■ Extracted data ■
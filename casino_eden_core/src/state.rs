use crate::deck::{Deck, BLACKJACK_DECKS};
use crate::hand::Hand;
use rand::SeedableRng;
use rand::rngs::StdRng;
use serde::{Deserialize, Serialize};
use uuid::Uuid;

pub type RoomId = Uuid;
pub type PlayerId = Uuid;

/// 牌桌配置
#[derive(Debug, Clone, Copy, PartialEq, Eq)]
pub struct TableConfig {
    pub num_decks: usize,        // 牌靴中的副数
    pub starting_balance: u32,   // 入座及重新买入时的筹码
    pub max_players: usize,      // 最多座位数
}

impl Default for TableConfig {
    fn default() -> Self {
        TableConfig {
            num_decks: BLACKJACK_DECKS,
            starting_balance: 1000,
            max_players: 7,
        }
    }
}

/// 一张21点牌桌：玩家名单、庄家、本局牌靴和当前回合状态。
/// 回合流程见 logic 模块。
#[derive(Debug, Clone)]
pub struct Table {
    pub config: TableConfig,
    // 固定的轮转顺序，也是入座顺序
    pub players: Vec<Player>,
    pub phase: GamePhase,
    pub dealer: Hand,
    // 本局牌靴，只在两局之间重新洗牌。为空时下一次发牌会换一副新牌靴。
    pub deck: Deck,
    pub cur_player_id: Option<PlayerId>,
    // 展示用的单一赢家，真实输赢见每个玩家的 outcome
    pub winner: Option<Winner>,
    pub(crate) rng: StdRng,
}

#[derive(Debug, Clone, PartialEq, Eq)]
pub struct Player {
    pub id: PlayerId,
    pub name: String,
    pub hand: Hand,
    pub balance: u32,  // 剩余筹码，下注时已扣除
    pub bet: u32,      // 本局下注额
    pub status: PlayerStatus,
    pub outcome: Option<Outcome>,  // 结算后才有值
}

#[derive(Debug, Clone, Copy, Serialize, Deserialize, PartialEq, Eq)]
pub enum GamePhase {
    Betting,
    Playing,
    DealerTurn,
    Finished,
}

#[derive(Debug, Clone, Copy, Serialize, Deserialize, PartialEq, Eq)]
pub enum PlayerStatus {
    /// 仍可要牌
    Playing,
    /// 已停牌
    Standing,
    /// 已爆牌
    Busted,
    /// 牌局进行中加入，等待下一局
    Waiting,
}

#[derive(Debug, Clone, Copy, Serialize, Deserialize, PartialEq, Eq)]
pub enum PlayerAction {
    Hit,    // 要牌
    Stand,  // 停牌
}

#[derive(Debug, Clone, Copy, Serialize, Deserialize, PartialEq, Eq)]
pub enum Outcome {
    Win,   // 拿回两倍下注
    Push,  // 平局，退回下注
    Lose,
}

#[derive(Debug, Clone, Copy, Serialize, Deserialize, PartialEq, Eq)]
pub enum Winner {
    Dealer,
    Player(PlayerId),
}

// --- Table 的实现方法 ---

impl Table {
    pub fn new(config: TableConfig) -> Self {
        Self::with_rng(config, StdRng::from_os_rng())
    }

    /// 使用指定的随机源，测试中用固定种子复现洗牌结果
    pub fn with_rng(config: TableConfig, rng: StdRng) -> Self {
        Table {
            config,
            players: Vec::new(),
            phase: GamePhase::Betting,
            dealer: Hand::new(),
            deck: Deck::default(),
            cur_player_id: None,
            winner: None,
            rng,
        }
    }

    pub fn player(&self, id: &PlayerId) -> Option<&Player> {
        self.players.iter().find(|p| p.id == *id)
    }

    pub fn player_mut(&mut self, id: &PlayerId) -> Option<&mut Player> {
        self.players.iter_mut().find(|p| p.id == *id)
    }

    pub(crate) fn index_of(&self, id: &PlayerId) -> Option<usize> {
        self.players.iter().position(|p| p.id == *id)
    }

    /// 获取当前行动的玩家 (如果存在)
    pub fn current_player(&self) -> Option<&Player> {
        self.cur_player_id.and_then(|id| self.player(&id))
    }
}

■ Exercise instructions ■
Wherever the word "Option" occurs in a line of the listing, copy that line.

■ Exercise result ■
    pub cur_player_id: Option<PlayerId>,
    pub winner: Option<Winner>,
    pub outcome: Option<Outcome>,  // 结算后才有值
    pub fn player(&self, id: &PlayerId) -> Option<&Player> {
    pub fn player_mut(&mut self, id: &PlayerId) -> Option<&mut Player> {
    pub(crate) fn index_of(&self, id: &PlayerId) -> Option<usize> {
    pub fn current_player(&self) -> Option<&Player> {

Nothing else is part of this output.